What does “radically different” actually mean?
It means differences in model, not just names. For example:
- function API vs object API
- minimal API vs configurable API
- stateful abstraction vs stateless helper
- explicit lifecycle vs implicit convenience path
If the usage examples feel interchangeable, the designs are not different enough.
How to Improve design-an-interface skill
Give better problem framing
The fastest way to improve design-an-interface results is to frame the module in terms of caller outcomes, not implementation pieces.
Less effective:
Build an interface around storage, retries, config, and parsing.
More effective:
Callers need to fetch remote data reliably with one simple default path, optional retry overrides, and no exposure to transport details.
This helps the model optimize for actual use instead of internal architecture.
Specify the primary user and common path
Many weak interface proposals try to satisfy everyone equally. Tell the skill:
- who the main caller is
- what they do most often
- what should feel easiest
That single detail often improves ergonomic quality more than adding extra technical constraints.
State what must stay hidden
A strong design-an-interface guide includes explicit encapsulation boundaries. Say what callers should not need to know, such as:
- storage backend details
- retry strategy internals
- network transport choices
- normalization steps
- cache invalidation mechanics
This pushes the skill toward cleaner module boundaries.
Force meaningful design divergence
If the first run gives similar answers, rerun with stronger per-design constraints such as:
- one design must be minimal and hard to misuse
- one must favor extension and composition
- one must optimize migration from the current API
- one must imitate a known paradigm in your ecosystem
Better constraints produce better comparisons.

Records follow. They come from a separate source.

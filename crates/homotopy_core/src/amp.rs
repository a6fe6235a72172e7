//! Adaptive multiple precision: the precision criteria checked while
//! predicting and correcting, and the joint choice of precision and step
//! size after each step.
//!
//! Every quantity is handled as a `log10` in `f64`, so magnitudes produced
//! at high precision never overflow.

use rand::Rng;
use serde::{Deserialize, Serialize};

use crate::error::{Error, Result};
use crate::numeric::{DOUBLE_PRECISION, LOWEST_MULTIPLE_PRECISION, MAX_PRECISION_ALLOWED, PRECISION_INCREMENT};
use crate::system::System;

/// Bounds describing a system, and the safety margins applied on top of them.
#[derive(Debug, Clone, Copy, PartialEq, Serialize, Deserialize)]
pub struct AmpConfig {
    /// Bound on the magnitude of the system's coefficients.
    pub coefficient_bound: f64,
    /// Bound on the total degree of the system's functions.
    pub degree_bound: f64,
    /// Relative error factor of a single arithmetic operation, in units of the machine epsilon.
    pub epsilon: f64,
    /// Error growth bound of evaluating the Jacobian, `D(D-1)B`.
    pub phi: f64,
    /// Error growth bound of evaluating the functions, `D·B`.
    pub psi: f64,
    pub safety_digits_1: i32,
    pub safety_digits_2: i32,
    pub maximum_precision: u32,
    pub consecutive_successful_steps_before_precision_decrease: u32,
    pub max_num_precision_decreases: u32,
}

impl Default for AmpConfig {
    fn default() -> Self {
        Self::with_bounds(1000.0, 5.0)
    }
}

impl AmpConfig {
    /// Default margins, with `phi` and `psi` derived from the two bounds.
    pub fn with_bounds(coefficient_bound: f64, degree_bound: f64) -> Self {
        Self {
            coefficient_bound,
            degree_bound,
            epsilon: 1.0,
            phi: degree_bound * (degree_bound - 1.0) * coefficient_bound,
            psi: degree_bound * coefficient_bound,
            safety_digits_1: 1,
            safety_digits_2: 1,
            maximum_precision: 300,
            consecutive_successful_steps_before_precision_decrease: 10,
            max_num_precision_decreases: 10,
        }
    }

    /// Bounds measured from `system`: its largest function degree and the
    /// largest Jacobian entry seen at a few random points.
    pub fn from_system<R: Rng + ?Sized>(system: &System, rng: &mut R) -> Result<Self> {
        let degree_bound = system.degree_bound().max(1) as f64;
        let coefficient_bound = system.coefficient_bound(10, rng)?;
        Ok(Self::with_bounds(coefficient_bound, degree_bound))
    }

    pub fn validate(&self) -> Result<()> {
        if !(self.coefficient_bound > 0.0 && self.degree_bound > 0.0) {
            return Err(Error::InvalidConfiguration(
                "AMP bounds must be positive".to_string(),
            ));
        }
        if !(self.epsilon > 0.0 && self.phi >= 0.0 && self.psi >= 0.0) {
            return Err(Error::InvalidConfiguration(
                "AMP error factors must be non-negative".to_string(),
            ));
        }
        if self.maximum_precision < DOUBLE_PRECISION || self.maximum_precision > MAX_PRECISION_ALLOWED {
            return Err(Error::InvalidConfiguration(format!(
                "maximum precision {} outside [{}, {}]",
                self.maximum_precision, DOUBLE_PRECISION, MAX_PRECISION_ALLOWED
            )));
        }
        Ok(())
    }

    /// The precision ceiling actually enforced.
    pub fn precision_ceiling(&self) -> u32 {
        self.maximum_precision.min(MAX_PRECISION_ALLOWED)
    }
}

/// `log10(10^a + 10^b)`.
fn log10_sum(a: f64, b: f64) -> f64 {
    let (hi, lo) = if a >= b { (a, b) } else { (b, a) };
    if hi == f64::NEG_INFINITY {
        return hi;
    }
    hi + (1.0 + 10f64.powf(lo - hi)).log10()
}

/// `log10(‖J⁻¹‖·((2+ε)‖J‖ + εΦ) + 1)`: the digits lost to conditioning
/// when solving with the Jacobian.
pub fn conditioning_digits(norm_j_log10: f64, norm_j_inverse_log10: f64, config: &AmpConfig) -> f64 {
    let scaled_j = (2.0 + config.epsilon).log10() + norm_j_log10;
    let inner = log10_sum(scaled_j, (config.epsilon * config.phi).log10());
    log10_sum(norm_j_inverse_log10 + inner, 0.0)
}

/// Precision check applied to the linear solve of a predictor stage.
pub fn predictor_criterion(digits: u32, norm_j_log10: f64, norm_j_inverse_log10: f64, config: &AmpConfig) -> bool {
    digits as f64 > config.safety_digits_1 as f64 + conditioning_digits(norm_j_log10, norm_j_inverse_log10, config)
}

/// Criterion B: the remaining Newton iterations can still reach the
/// tracking tolerance at this precision.
pub fn criterion_b(
    digits: u32,
    norm_j_log10: f64,
    norm_j_inverse_log10: f64,
    iterations_remaining: u32,
    tracking_tolerance: f64,
    norm_of_step_log10: f64,
    config: &AmpConfig,
) -> bool {
    let tau = -tracking_tolerance.log10();
    let remaining = iterations_remaining.max(1) as f64;
    let rhs = config.safety_digits_1 as f64
        + conditioning_digits(norm_j_log10, norm_j_inverse_log10, config)
        + (tau + norm_of_step_log10) / remaining;
    digits as f64 > rhs
}

/// Criterion C: the precision carries enough digits to represent a
/// correction at the tracking tolerance relative to the point.
pub fn criterion_c(
    digits: u32,
    norm_j_inverse_log10: f64,
    norm_z_log10: f64,
    tracking_tolerance: f64,
    config: &AmpConfig,
) -> bool {
    digits as f64 > criterion_c_digits(norm_j_inverse_log10, norm_z_log10, tracking_tolerance, config)
}

fn criterion_c_digits(norm_j_inverse_log10: f64, norm_z_log10: f64, tracking_tolerance: f64, config: &AmpConfig) -> f64 {
    let tau = -tracking_tolerance.log10();
    config.safety_digits_2 as f64
        + tau
        + log10_sum(norm_j_inverse_log10 + config.psi.log10(), norm_z_log10)
}

/// Relative cost of one arithmetic operation at `digits`.
pub fn precision_cost(digits: u32) -> f64 {
    if digits <= DOUBLE_PRECISION {
        1.0
    } else {
        10.35 + 0.13 * digits as f64
    }
}

/// Smallest allowed precision level at or above `digits`.
pub fn quantize_precision(digits: u32) -> u32 {
    if digits <= DOUBLE_PRECISION {
        DOUBLE_PRECISION
    } else if digits <= LOWEST_MULTIPLE_PRECISION {
        LOWEST_MULTIPLE_PRECISION
    } else {
        let steps = (digits - LOWEST_MULTIPLE_PRECISION).div_ceil(PRECISION_INCREMENT);
        LOWEST_MULTIPLE_PRECISION + steps * PRECISION_INCREMENT
    }
}

/// The precision level above `digits`.
pub fn next_precision_up(digits: u32) -> u32 {
    if digits < LOWEST_MULTIPLE_PRECISION {
        LOWEST_MULTIPLE_PRECISION
    } else {
        quantize_precision(digits) + PRECISION_INCREMENT
    }
}

/// Measurements taken at the end of a step, feeding the next choice.
#[derive(Debug, Clone, Copy)]
pub struct StepMeasurements {
    pub norm_j_log10: f64,
    pub norm_j_inverse_log10: f64,
    pub norm_z_log10: f64,
    /// `log10 a` where the local error behaves as `a·|Δt|^(p+1)`.
    pub size_proportion_log10: f64,
    pub predictor_order: u32,
    pub num_newton_iterations: u32,
    pub tracking_tolerance: f64,
}

#[derive(Debug, Clone, Copy, PartialEq)]
pub struct PrecisionAndStep {
    pub digits: u32,
    pub step_size: f64,
}

/// Estimates `log10 a` from the error estimate of the last step.
pub fn size_proportion_log10(error_estimate_log10: f64, step_size: f64, predictor_order: u32) -> f64 {
    error_estimate_log10 - (predictor_order as f64 + 1.0) * step_size.log10()
}

/// Chooses the precision level and step size with the least cost per unit
/// of path length. For each level the largest step allowed by
/// `(p+1)·log10|Δt| ≤ (P - σ₁ - D)·N - τ - log10 a` is taken, capped at
/// `max_step_size`; levels failing criterion C are skipped. Returns `None`
/// when no level up to the ceiling admits a positive step.
pub fn choose_precision_and_step(
    measurements: &StepMeasurements,
    max_step_size: f64,
    min_digits: u32,
    config: &AmpConfig,
) -> Option<PrecisionAndStep> {
    let conditioning = conditioning_digits(measurements.norm_j_log10, measurements.norm_j_inverse_log10, config);
    let tau = -measurements.tracking_tolerance.log10();
    let n = measurements.num_newton_iterations.max(1) as f64;
    let order = measurements.predictor_order as f64;
    let c_digits = criterion_c_digits(
        measurements.norm_j_inverse_log10,
        measurements.norm_z_log10,
        measurements.tracking_tolerance,
        config,
    );

    let ceiling = config.precision_ceiling();
    let mut best: Option<(f64, PrecisionAndStep)> = None;
    let mut digits = quantize_precision(min_digits);
    while digits <= ceiling {
        if digits as f64 > c_digits {
            let log_step = ((digits as f64 - config.safety_digits_1 as f64 - conditioning) * n
                - tau
                - measurements.size_proportion_log10)
                / (order + 1.0);
            let step_size = 10f64.powf(log_step).min(max_step_size);
            if step_size > 0.0 && step_size.is_finite() {
                let rate = precision_cost(digits) / step_size;
                if best.map_or(true, |(r, _)| rate < r) {
                    best = Some((rate, PrecisionAndStep { digits, step_size }));
                }
            }
        }
        digits = next_precision_up(digits);
    }
    best.map(|(_, choice)| choice)
}

#[cfg(test)]
mod tests {
    use super::*;

    #[test]
    fn default_bounds_derive_phi_and_psi() {
        let config = AmpConfig::default();
        assert_eq!(config.phi, 5.0 * 4.0 * 1000.0);
        assert_eq!(config.psi, 5.0 * 1000.0);
        assert_eq!(config.maximum_precision, 300);
        assert!(config.validate().is_ok());

        let mut bad = config;
        bad.maximum_precision = 5000;
        assert!(bad.validate().is_err());
    }

    #[test]
    fn precision_levels() {
        assert_eq!(quantize_precision(10), 16);
        assert_eq!(quantize_precision(17), 30);
        assert_eq!(quantize_precision(31), 40);
        assert_eq!(quantize_precision(40), 40);
        assert_eq!(next_precision_up(16), 30);
        assert_eq!(next_precision_up(30), 40);
        assert!(precision_cost(16) < precision_cost(30));
    }

    #[test]
    fn criterion_b_fails_on_ill_conditioned_jacobian() {
        let config = AmpConfig::with_bounds(1.0, 2.0);
        assert!(criterion_b(16, 0.0, 1.0, 2, 1e-5, -6.0, &config));
        assert!(!criterion_b(16, 0.0, 15.0, 2, 1e-5, -6.0, &config));
        assert!(criterion_b(40, 0.0, 15.0, 2, 1e-5, -6.0, &config));
    }

    #[test]
    fn criterion_c_depends_on_tolerance_and_inverse_norm() {
        let config = AmpConfig::with_bounds(1.0, 2.0);
        assert!(criterion_c(16, 0.0, 0.0, 1e-5, &config));
        assert!(!criterion_c(16, 12.0, 0.0, 1e-5, &config));
        assert!(!criterion_c(16, 0.0, 0.0, 1e-15, &config));
    }

    #[test]
    fn well_conditioned_step_stays_in_double() {
        let config = AmpConfig::with_bounds(1.0, 2.0);
        let measurements = StepMeasurements {
            norm_j_log10: 0.0,
            norm_j_inverse_log10: 0.0,
            norm_z_log10: 0.0,
            size_proportion_log10: 0.0,
            predictor_order: 4,
            num_newton_iterations: 2,
            tracking_tolerance: 1e-6,
        };
        let choice = choose_precision_and_step(&measurements, 0.1, 16, &config).expect("feasible");
        assert_eq!(choice.digits, 16);
        assert!(choice.step_size > 0.0 && choice.step_size <= 0.1);
    }

    #[test]
    fn ill_conditioned_step_requires_multiple_precision() {
        let config = AmpConfig::with_bounds(1.0, 2.0);
        let measurements = StepMeasurements {
            norm_j_log10: 0.0,
            norm_j_inverse_log10: 14.0,
            norm_z_log10: 0.0,
            size_proportion_log10: 0.0,
            predictor_order: 4,
            num_newton_iterations: 2,
            tracking_tolerance: 1e-6,
        };
        let choice = choose_precision_and_step(&measurements, 0.1, 16, &config).expect("feasible");
        assert!(choice.digits >= 30);

        let mut capped = config;
        capped.maximum_precision = 16;
        assert!(choose_precision_and_step(&measurements, 0.1, 16, &capped).is_none());
    }
}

Ask for usage examples that feel real
The quality of interface design is easiest to judge in call sites. Ask for:
- the most common usage
- one advanced usage
- one testing or mocking example
This exposes awkwardness early and makes the design-an-interface skill more practical than a pure signature exercise.

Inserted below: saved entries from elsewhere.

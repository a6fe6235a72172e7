use rand::Rng;
use serde::{Deserialize, Serialize};

use crate::error::{Error, Result};
use crate::function_tree::Number;
use crate::numeric::{random_rational, Scalar};

/// Affine-linear normalizations, one per projective variable group:
/// `Σ cⱼ xⱼ - 1 = 0` over the group's variables, homogenizing variable first.
#[derive(Debug, Clone, PartialEq, Serialize, Deserialize)]
pub struct Patch {
    equations: Vec<Vec<Number>>,
}

impl Patch {
    /// Random exact coefficients for groups of the given sizes.
    pub fn random<R: Rng + ?Sized>(group_sizes: &[usize], rng: &mut R) -> Self {
        let equations = group_sizes
            .iter()
            .map(|&size| {
                (0..size)
                    .map(|_| Number::Rational {
                        re: random_rational(rng),
                        im: random_rational(rng),
                    })
                    .collect()
            })
            .collect();
        Self { equations }
    }

    pub fn from_coefficients(equations: Vec<Vec<Number>>) -> Self {
        Self { equations }
    }

    pub fn num_equations(&self) -> usize {
        self.equations.len()
    }

    pub fn group_sizes(&self) -> Vec<usize> {
        self.equations.iter().map(Vec::len).collect()
    }

    fn equation(&self, equation: usize) -> Result<&[Number]> {
        self.equations
            .get(equation)
            .map(Vec::as_slice)
            .ok_or(Error::IndexOutOfRange {
                index: equation,
                count: self.equations.len(),
            })
    }

    /// Checks that the patch has one equation per group, sized to match.
    pub fn check_group_sizes(&self, group_sizes: &[usize]) -> Result<()> {
        if self.equations.len() != group_sizes.len() {
            return Err(Error::SizeMismatch {
                expected: group_sizes.len(),
                found: self.equations.len(),
            });
        }
        for (equation, &size) in self.equations.iter().zip(group_sizes) {
            if equation.len() != size {
                return Err(Error::SizeMismatch {
                    expected: size,
                    found: equation.len(),
                });
            }
        }
        Ok(())
    }

    pub fn coefficient<T: Scalar>(&self, equation: usize, variable: usize, digits: u32) -> Result<T> {
        let coefficients = self.equation(equation)?;
        let c = coefficients.get(variable).ok_or(Error::IndexOutOfRange {
            index: variable,
            count: coefficients.len(),
        })?;
        Ok(c.eval::<T>(digits))
    }

    /// Value of one patch equation at the group's entries `values`.
    pub fn eval<T: Scalar>(&self, equation: usize, values: &[T], digits: u32) -> Result<T> {
        let coefficients = self.equation(equation)?;
        if coefficients.len() != values.len() {
            return Err(Error::SizeMismatch {
                expected: coefficients.len(),
                found: values.len(),
            });
        }
        let mut total = -T::one(digits);
        for (c, x) in coefficients.iter().zip(values) {
            total += c.eval::<T>(digits) * x.clone();
        }
        Ok(total)
    }

    /// Scales the group's entries so they satisfy the equation.
    pub fn rescale<T: Scalar>(&self, equation: usize, values: &mut [T], digits: u32) -> Result<()> {
        let coefficients = self.equation(equation)?;
        if coefficients.len() != values.len() {
            return Err(Error::SizeMismatch {
                expected: coefficients.len(),
                found: values.len(),
            });
        }
        let mut scale = T::zero(digits);
        for (c, x) in coefficients.iter().zip(values.iter()) {
            scale += c.eval::<T>(digits) * x.clone();
        }
        for x in values.iter_mut() {
            *x /= scale.clone();
        }
        Ok(())
    }
}

#[cfg(test)]
mod tests {
    use super::*;
    use num_complex::Complex64;
    use rand::rngs::StdRng;
    use rand::SeedableRng;

    #[test]
    fn rescaled_values_satisfy_patch() {
        let mut rng = StdRng::seed_from_u64(3);
        let patch = Patch::random(&[3, 2], &mut rng);
        assert_eq!(patch.group_sizes(), vec![3, 2]);

        let mut values = vec![
            Complex64::new(1.0, 2.0),
            Complex64::new(-0.5, 0.1),
            Complex64::new(3.0, 0.0),
        ];
        patch.rescale(0, &mut values, 16).expect("rescale");
        assert!(patch.eval(0, &values, 16).expect("eval").norm() < 1e-14);
        assert!(patch.eval::<Complex64>(1, &values[..2], 16).expect("eval").norm() > 1e-6);
    }

    #[test]
    fn out_of_range_equations_and_sizes_are_errors() {
        let mut rng = StdRng::seed_from_u64(3);
        let patch = Patch::random(&[2], &mut rng);
        let values = vec![Complex64::new(1.0, 0.0); 2];
        assert_eq!(
            patch.eval(1, &values, 16),
            Err(Error::IndexOutOfRange { index: 1, count: 1 })
        );
        assert!(patch.eval(0, &values[..1], 16).is_err());
        assert!(patch.coefficient::<Complex64>(0, 2, 16).is_err());
        assert!(patch.check_group_sizes(&[2]).is_ok());
        assert!(patch.check_group_sizes(&[2, 3]).is_err());
        assert!(patch.check_group_sizes(&[3]).is_err());
    }
}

Watch for common failure modes
Typical weak outputs include:
- too many methods for a small module
- “flexibility” that leaks implementation details
- different designs that are only superficial variants
- APIs optimized for edge cases instead of the common path
- recommendations without clear tradeoff reasoning
Spotting these early makes iteration faster.
Improve the second pass, not just the first
After choosing a direction, run a refinement pass focused on:
- naming
- parameter ordering
- sensible defaults
- error handling shape
- test ergonomics
- migration concerns
The first pass should decide the model of the API. The second pass should polish usability.

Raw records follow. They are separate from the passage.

//! Text front-end: builds expression trees from strings such as
//! `"x^2 + 3*y - 1.25"`.
//!
//! Numeric literals are kept exact. `pi`, `e` and `I` denote the constants
//! unless the symbol table defines them.

use std::collections::HashMap;

use crate::error::{Error, Result};
use crate::function_tree::{self as ft, Node, NodeKind, Number};

/// Names visible to the parser: variables and named subexpressions.
#[derive(Debug, Clone, Default)]
pub struct SymbolTable {
    symbols: HashMap<String, Node>,
}

impl SymbolTable {
    pub fn new() -> Self {
        Self::default()
    }

    /// Creates a variable, registers it under its name and returns it.
    pub fn variable(&mut self, name: &str) -> Node {
        let node = Node::variable(name);
        self.symbols.insert(name.to_string(), node.clone());
        node
    }

    /// Registers an existing node, typically a variable or a subfunction.
    pub fn insert(&mut self, name: impl Into<String>, node: Node) {
        self.symbols.insert(name.into(), node);
    }

    pub fn get(&self, name: &str) -> Option<&Node> {
        self.symbols.get(name)
    }
}

/// Parses `input` into a node whose variables are taken from `symbols`.
pub fn parse_expression(input: &str, symbols: &SymbolTable) -> Result<Node> {
    let tokens = tokenize(input)?;
    let mut parser = Parser {
        tokens,
        pos: 0,
        symbols,
    };
    let node = parser.parse_expression()?;
    match parser.peek() {
        None => Ok(node),
        Some(token) => Err(Error::Parse(format!("Unexpected trailing {:?}", token))),
    }
}

#[derive(Debug, Clone, PartialEq)]
enum Token {
    Number(String),
    Identifier(String),
    Plus,
    Minus,
    Star,
    Slash,
    Caret,
    LParen,
    RParen,
}

fn tokenize(input: &str) -> Result<Vec<Token>> {
    let chars: Vec<char> = input.chars().collect();
    let mut tokens = Vec::new();
    let mut pos = 0;

    while pos < chars.len() {
        let c = chars[pos];
        if c.is_whitespace() {
            pos += 1;
        } else if c.is_ascii_digit() || c == '.' {
            let start = pos;
            while pos < chars.len() && (chars[pos].is_ascii_digit() || chars[pos] == '.') {
                pos += 1;
            }
            // Scientific exponent, only if digits follow: `2e` stays `2*e` territory.
            if pos < chars.len() && (chars[pos] == 'e' || chars[pos] == 'E') {
                let mut look = pos + 1;
                if look < chars.len() && (chars[look] == '+' || chars[look] == '-') {
                    look += 1;
                }
                if look < chars.len() && chars[look].is_ascii_digit() {
                    pos = look;
                    while pos < chars.len() && chars[pos].is_ascii_digit() {
                        pos += 1;
                    }
                }
            }
            tokens.push(Token::Number(chars[start..pos].iter().collect()));
        } else if c.is_alphabetic() || c == '_' {
            let start = pos;
            while pos < chars.len() && (chars[pos].is_alphanumeric() || chars[pos] == '_') {
                pos += 1;
            }
            tokens.push(Token::Identifier(chars[start..pos].iter().collect()));
        } else {
            tokens.push(match c {
                '+' => Token::Plus,
                '-' => Token::Minus,
                '*' => Token::Star,
                '/' => Token::Slash,
                '^' => Token::Caret,
                '(' => Token::LParen,
                ')' => Token::RParen,
                other => return Err(Error::Parse(format!("Unexpected character '{}'", other))),
            });
            pos += 1;
        }
    }
    Ok(tokens)
}

struct Parser<'a> {
    tokens: Vec<Token>,
    pos: usize,
    symbols: &'a SymbolTable,
}

impl Parser<'_> {
    fn peek(&self) -> Option<Token> {
        self.tokens.get(self.pos).cloned()
    }

    fn consume(&mut self) -> Option<Token> {
        let token = self.tokens.get(self.pos).cloned();
        if token.is_some() {
            self.pos += 1;
        }
        token
    }

    fn expect_rparen(&mut self) -> Result<()> {
        match self.consume() {
            Some(Token::RParen) => Ok(()),
            _ => Err(Error::Parse("Expected ')'".to_string())),
        }
    }

    fn parse_expression(&mut self) -> Result<Node> {
        self.parse_term()
    }

    fn parse_term(&mut self) -> Result<Node> {
        let mut left = self.parse_factor_op()?;

        while let Some(token) = self.peek() {
            match token {
                Token::Plus => {
                    self.consume();
                    let right = self.parse_factor_op()?;
                    left = left + right;
                }
                Token::Minus => {
                    self.consume();
                    let right = self.parse_factor_op()?;
                    left = left - right;
                }
                _ => break,
            }
        }
        Ok(left)
    }

    fn parse_factor_op(&mut self) -> Result<Node> {
        let mut left = self.parse_unary()?;

        while let Some(token) = self.peek() {
            match token {
                Token::Star => {
                    self.consume();
                    let right = self.parse_unary()?;
                    left = left * right;
                }
                Token::Slash => {
                    self.consume();
                    let right = self.parse_unary()?;
                    left = left / right;
                }
                _ => break,
            }
        }
        Ok(left)
    }

    fn parse_unary(&mut self) -> Result<Node> {
        match self.peek() {
            Some(Token::Minus) => {
                self.consume();
                Ok(-self.parse_unary()?)
            }
            Some(Token::Plus) => {
                self.consume();
                self.parse_unary()
            }
            _ => self.parse_power(),
        }
    }

    /// Right associative; the exponent may carry a sign, as in `x^-2`.
    fn parse_power(&mut self) -> Result<Node> {
        let base = self.parse_primary()?;
        if let Some(Token::Caret) = self.peek() {
            self.consume();
            let exponent = self.parse_unary()?;
            return Ok(match integer_value(&exponent) {
                Some(k) => match i32::try_from(k) {
                    Ok(k) => ft::pow(&base, k),
                    Err(_) => Node::power(base, exponent),
                },
                None => Node::power(base, exponent),
            });
        }
        Ok(base)
    }

    fn parse_primary(&mut self) -> Result<Node> {
        match self.consume() {
            Some(Token::Number(text)) => number_literal(&text),
            Some(Token::Identifier(name)) => {
                if let Some(Token::LParen) = self.peek() {
                    self.consume();
                    let arg = self.parse_expression()?;
                    self.expect_rparen()?;
                    apply_function(&name, &arg)
                } else {
                    self.symbol(&name)
                }
            }
            Some(Token::LParen) => {
                let expr = self.parse_expression()?;
                self.expect_rparen()?;
                Ok(expr)
            }
            Some(token) => Err(Error::Parse(format!("Unexpected token {:?}", token))),
            None => Err(Error::Parse("Unexpected end of input".to_string())),
        }
    }

    fn symbol(&self, name: &str) -> Result<Node> {
        if let Some(node) = self.symbols.get(name) {
            return Ok(node.clone());
        }
        match name {
            "pi" => Ok(ft::pi()),
            "e" => Ok(ft::e()),
            "I" => Ok(ft::i()),
            _ => Err(Error::UnknownSymbol(name.to_string())),
        }
    }
}

fn number_literal(text: &str) -> Result<Node> {
    if text.chars().all(|c| c.is_ascii_digit()) {
        if let Ok(value) = text.parse::<i64>() {
            return Ok(Node::integer(value));
        }
    }
    Node::float(text, "")
}

/// Integer value of a constant exponent, looking through one negation.
fn integer_value(node: &Node) -> Option<i64> {
    match &*node.kind() {
        NodeKind::Number(n) => n.as_integer(),
        NodeKind::Unary(ft::UnaryOp::Negate, inner) => match &*inner.kind() {
            NodeKind::Number(Number::Integer(k)) => Some(-k),
            _ => None,
        },
        _ => None,
    }
}

fn apply_function(name: &str, arg: &Node) -> Result<Node> {
    Ok(match name {
        "sqrt" => ft::sqrt(arg),
        "sin" => ft::sin(arg),
        "cos" => ft::cos(arg),
        "tan" => ft::tan(arg),
        "exp" => ft::exp(arg),
        "log" | "ln" => ft::log(arg),
        "asin" => ft::asin(arg),
        "acos" => ft::acos(arg),
        "atan" => ft::atan(arg),
        _ => return Err(Error::UnknownSymbol(name.to_string())),
    })
}

#[cfg(test)]
mod tests {
    use super::*;
    use num_complex::Complex64;

    fn table() -> (SymbolTable, Node, Node) {
        let mut symbols = SymbolTable::new();
        let x = symbols.variable("x");
        let y = symbols.variable("y");
        (symbols, x, y)
    }

    #[test]
    fn parses_polynomial_with_exact_constants() {
        let (symbols, x, y) = table();
        let f = parse_expression("x^2 + 3*y - 1.25", &symbols).expect("Failed to parse");
        x.set_value(Complex64::new(2.0, 0.0));
        y.set_value(Complex64::new(1.0, 0.0));
        assert_eq!(f.eval::<Complex64>(None), Complex64::new(5.75, 0.0));
        assert_eq!(f.degree(), 2);
    }

    #[test]
    fn precedence_and_signs() {
        let (symbols, x, _) = table();
        x.set_value(Complex64::new(3.0, 0.0));
        let cases = [
            ("-x^2", -9.0),
            ("2^3^2", 512.0),
            ("x^-1*9", 3.0),
            ("(1 + x) * 2 - 4 / 2", 6.0),
            ("-(x - 1)", -2.0),
            ("1.5e1 - x", 12.0),
        ];
        for (text, expected) in cases {
            let f = parse_expression(text, &symbols).expect("Failed to parse");
            let value: Complex64 = f.eval(None);
            assert!((value.re - expected).abs() < 1e-12, "{} gave {}", text, value);
        }
    }

    #[test]
    fn shares_variables_from_table() {
        let (symbols, x, _) = table();
        let f = parse_expression("x*x", &symbols).expect("Failed to parse");
        assert!(f.children().iter().all(|c| c.ptr_eq(&x)));
    }

    #[test]
    fn constants_and_functions() {
        let (symbols, x, _) = table();
        x.set_value(Complex64::new(0.5, 0.0));
        let f = parse_expression("sin(pi*x) + exp(0) + I*I + e^0", &symbols).expect("Failed to parse");
        let value: Complex64 = f.eval(None);
        assert!((value - Complex64::new(2.0, 0.0)).norm() < 1e-14);
    }

    #[test]
    fn reports_errors() {
        let (symbols, _, _) = table();
        assert!(matches!(parse_expression("z + 1", &symbols), Err(Error::UnknownSymbol(_))));
        assert!(matches!(parse_expression("foo(x)", &symbols), Err(Error::UnknownSymbol(_))));
        assert!(matches!(parse_expression("(x + 1", &symbols), Err(Error::Parse(_))));
        assert!(matches!(parse_expression("x $ 1", &symbols), Err(Error::Parse(_))));
        assert!(matches!(parse_expression("x 1", &symbols), Err(Error::Parse(_))));
        assert!(matches!(parse_expression("1.2.3", &symbols), Err(Error::InvalidLiteral(_))));
    }

    #[test]
    fn round_trips_through_display() {
        let (symbols, x, y) = table();
        let f = parse_expression("x^2*y - x/3 + sin(y) - 2", &symbols).expect("Failed to parse");
        let g = parse_expression(&f.to_string(), &symbols).expect("Failed to reparse");
        x.set_value(Complex64::new(0.3, -1.1));
        y.set_value(Complex64::new(2.0, 0.4));
        let (a, b): (Complex64, Complex64) = (f.eval(None), g.eval(None));
        assert!((a - b).norm() < 1e-14);
    }
}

Compare the chosen design against a rejection reason
A practical refinement trick: ask the model to explain why the chosen interface might fail in 6 months. This often reveals overexposed internals, missing extension seams, or convenience methods that should not be public.
Use design-an-interface with existing code carefully
If you are redesigning an existing module, provide:
- the current API
- pain points
- compatibility requirements
- what cannot break
Without that context, the skill may produce elegant but unrealistic proposals that are hard to adopt.
Keep the recommendation tied to your constraints
The best design-an-interface for API Development results happen when the final recommendation explicitly maps back to your priorities: simplicity, flexibility, performance, migration, or consistency. If the recommendation does not cite those constraints, ask for a revised comparison before you implement anything.